Elle semble tétanisée, Phaedre, clouée par la crudité du langage qu’il emploie contre elle. Triomphateur d’avance, Roderick se laisse prendre à cette impression de fragilité et de défaite, qui surmonte sa franchise d’une violence cruelle. Il regrettera bientôt, mais pas aux quatorze phalanges qui mordent sévèrement dans la chair de sa joue. Il se retient de porter une main à son visage ; il lui faut endurer sans broncher. Pourtant, la bile s’accumule dans sa bouche. Il manque de s’entamer la langue lorsqu’elle le frappe encore, cette fois de la paume à l’épaule. C’est plus vexant que ce n’est blessant et, bien que signe d’impuissance, il déteste que les femmes aient si belle autorisation d’en venir aux mains lorsque leur bouche manque de venin. Lui ne va rien faire en retour que se taire, pour un temps tout du moins. Dès lors, Mulciber a le temps d’observer les traits de la brune qui muent lentement en quelque chose de sale augure. Il est allé bien au-delà des limites, du nécessaire, de l’utile. Pire que tout : il n’en est pas le moins du monde soulagé. La haine excite la haine et, désormais, celle de Phaedre à son tour. Comme il doit être satisfait d’orchestrer, avec tant d’aisance et bien peu de moyens, des crimes si prodigieux...

« Arrête tes bêtises. » Roderick tressaille au chêne rouge qu’elle extrait des tissus et lui promène sous le nez. Du bord de la paume, il écarte une menace qu’il n’est pas assez stupide pour ne pas considérer une fois ou deux. Pourrait-elle le tuer ? Sans doute. Pour des raisons évidentes : pas maintenant et pas ici. Mais l’assassiner, oui, il est certain qu’elle le ferait sans s’engourdir le coeur. Ils sont tous capables de meurtre, à cette époque comme à la précédente, tous élevés par des meurtriers que les livres d’Histoire ont la faiblesse d’appeler des soldats. Comme il est commode de planquer les charognes refroidies, les flaques de sang et les effluves de mort… Les mauvais instincts rejaillissent sur les progénitures et, oui, Roderick a hérité des talents de meurtriers de son père en même temps que de sa protection contre le châtiment qui boitait après lui. « Comme si j’étais le seul à qui les règles normales ne s’appliquent pas… il commente avec trois degrés d’amertume. » Hypocrite est la belle, autant qu’elle est juste.

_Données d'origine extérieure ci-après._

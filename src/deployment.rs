use std::future::Future;
use std::io::Write;

use eyre::Context;
use tracing::{info, instrument};

use self::confirmation::ConfirmationWatch;
pub use self::submit::{submit, Submission};
use crate::authorization::TransactionAuthorization;
use crate::chain_context::ChainContext;
use crate::client::LedgerClient;
use crate::config::{DeploymentConfig, TokenSpec};
use crate::credential::Credential;
use crate::gas::GasPolicy;
use crate::report::{self, DeploymentReceipt, DeploymentReport};
use crate::template::TokenTemplate;

pub mod confirmation;
pub mod submit;

/// A token to deploy and the authorization to deploy it with.
#[derive(Debug)]
pub struct DeploymentRequest {
    pub token: TokenSpec,
    pub authorization: TransactionAuthorization,
}

impl DeploymentRequest {
    pub fn new(
        token: TokenSpec,
        authorization: TransactionAuthorization,
    ) -> Self {
        Self {
            token,
            authorization,
        }
    }
}

/// Fetches the chain context and gas policy and binds them to `credential`.
#[instrument(skip_all, fields(deployer = ?credential.address()))]
pub async fn authorize(
    client: &dyn LedgerClient,
    config: &DeploymentConfig,
    credential: Credential,
) -> eyre::Result<TransactionAuthorization> {
    let chain = ChainContext::fetch(client, credential.address())
        .await
        .wrap_err("Fetching chain context")?;

    let gas = GasPolicy::resolve(client, config.gas_limit, config.gas_price)
        .await
        .wrap_err("Determining gas price")?;

    let authorization = TransactionAuthorization::new(credential, chain, gas);

    info!(
        chain_id = %authorization.chain().chain_id,
        nonce = %authorization.nonce(),
        gas_limit = %authorization.gas().gas_limit,
        gas_price = %authorization.gas().gas_price,
        source = ?authorization.gas().source,
        "Authorized deployment"
    );

    Ok(authorization)
}

/// Runs the whole deployment, writing the human readable report to `out`.
///
/// A transaction that is mined but reverted is not an error, it is
/// reported through [`DeploymentReport::outcome`].
pub async fn run_deployment(
    client: &dyn LedgerClient,
    config: &DeploymentConfig,
    template: &TokenTemplate,
    credential: Credential,
    cancel: impl Future<Output = ()>,
    out: &mut impl Write,
) -> eyre::Result<DeploymentReport> {
    let authorization = authorize(client, config, credential).await?;
    let request = DeploymentRequest::new(config.token.clone(), authorization);

    let submission = submit(client, template, request)
        .await
        .wrap_err("Submitting deployment")?;

    report::render_submission(&submission, out)?;

    let receipt = ConfirmationWatch::new(
        client,
        submission.transaction_hash,
        config.poll,
    )
    .run(cancel)
    .await
    .wrap_err("Waiting for the deployment to be mined")?;

    let receipt = DeploymentReceipt::from_mined(&submission, &receipt);
    info!(status = %receipt.status, "Deployment mined");

    let outcome =
        report::verify_deployment(client, &receipt, &config.token).await;

    let report = DeploymentReport {
        token: config.token.clone(),
        receipt,
        outcome,
    };

    report::render(&report, out)?;

    Ok(report)
}
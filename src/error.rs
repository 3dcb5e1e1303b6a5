use std::time::Duration;

use ethers::types::H256;
use strum::Display;
use thiserror::Error;

use crate::client::ClientError;

/// The pipeline step a network error was raised from.
#[derive(Debug, Clone, Copy, PartialEq, Eq, Display)]
pub enum Step {
    #[strum(serialize = "nonce lookup")]
    Nonce,
    #[strum(serialize = "chain id lookup")]
    ChainId,
    #[strum(serialize = "receipt polling")]
    Receipt,
}

#[derive(Debug, Error)]
pub enum DeployError {
    #[error("configuration error: {0}")]
    Configuration(String),

    #[error("no private key supplied: {0}")]
    MissingCredential(String),

    #[error("invalid private key: {0}")]
    InvalidCredential(String),

    #[error("invalid supply amount {0:?}")]
    InvalidAmount(String),

    #[error("network unavailable during {step}: {message}")]
    NetworkUnavailable { step: Step, message: String },

    #[error("unexpected RPC response during {step}: {message}")]
    Rpc { step: Step, message: String },

    #[error("gas price unavailable: {0}")]
    GasPriceUnavailable(String),

    #[error("transaction rejected by the network: {0}")]
    Broadcast(String),

    #[error("transaction {hash:?} not confirmed after {waited:?} ({reason})")]
    ConfirmationTimeout {
        hash: H256,
        waited: Duration,
        reason: &'static str,
    },
}

impl DeployError {
    /// Maps a client failure onto the taxonomy, keeping transport and
    /// protocol failures apart.
    pub fn from_client(step: Step, err: ClientError) -> Self {
        match err {
            ClientError::Transport(message) => {
                Self::NetworkUnavailable { step, message }
            }
            ClientError::Rpc(message) => Self::Rpc { step, message },
        }
    }
}

pub type DeployResult<T> = Result<T, DeployError>;
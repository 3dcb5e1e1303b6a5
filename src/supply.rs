use ethers::types::U256;
use serde::{Deserialize, Serialize};

use crate::error::{DeployError, DeployResult};

/// A whole-unit supply together with its value in the token's base unit.
#[derive(Debug, Clone, PartialEq, Eq, Serialize, Deserialize)]
pub struct SupplyAmount {
    pub raw_whole_units: String,
    pub decimals: u8,
    pub scaled: U256,
}

/// Scales a whole-unit decimal string by `10^decimals`.
///
/// Only ASCII digits are accepted. The result must fit in a `uint256`,
/// which is what the token constructor takes.
pub fn scale_supply(raw: &str, decimals: u8) -> DeployResult<SupplyAmount> {
    let raw = raw.trim();

    if raw.is_empty() || !raw.bytes().all(|b| b.is_ascii_digit()) {
        return Err(DeployError::InvalidAmount(raw.to_string()));
    }

    let whole = U256::from_dec_str(raw)
        .map_err(|_| DeployError::InvalidAmount(raw.to_string()))?;

    // 10^decimals alone overflows past 77 decimals, zero never does
    let scaled = if whole.is_zero() {
        Some(U256::zero())
    } else {
        U256::from(10u8)
            .checked_pow(U256::from(decimals))
            .and_then(|multiplier| whole.checked_mul(multiplier))
    }
    .ok_or_else(|| {
        DeployError::InvalidAmount(format!(
            "{raw} with {decimals} decimals overflows uint256"
        ))
    })?;

    Ok(SupplyAmount {
        raw_whole_units: raw.to_string(),
        decimals,
        scaled,
    })
}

« J'ai eu mes torts, elle admet, et j'y pense tous les jours, elle ajoute sous l'oeil d'un Roderick qui se verrait bien l'interrompre et lui souffler que nul ne regarde et qu'elle n'a pas besoin de mentir. Mais c'est toi...
- Je ne vais pas m'excuser de l'avoir tué, souffre-t-il un nouvel assaut.
- C'est toi qui tenais cette foutue baguette.
- Je ne vais pas m'excuser, il répète. »

Mais elle n'écoute pas, Phaedre. Ou elle s'en moque. Mulciber serre les dents pour la laisser déblatérer des choses si vraies qu’il paraît dispendieux de les énumérer. À disposer d’un retourneur de temps, et malgré le marasme de ces deux dernières années entre eux, il commettrait le même crime. Slughorn aurait parlé, jeté l’opprobre sur Phaedre et sur leurs fiançailles. En mourant, il n’arrosait que Roderick du scandale. Oh, ils en ont parlé. Beaucoup. Souvent. Les pupilles exaspéraient le duelliste qui, de son côté et sous les bons conseils de son clan, prétextait l’accident. S’il ne l’était déjà, ses trois jours à Azkaban l’auraient convaincu de se défendre d’après les privilèges les plus iniques qui soient.

Comme si ça ne m’avait rien coûté... est-il tout près de dire. Roderick ne veut pas comparer, il aurait voulu partager. Il aurait voulu qu'elle lui parle, qu'elle soit là. Il aurait voulu lui coûter, lui aussi.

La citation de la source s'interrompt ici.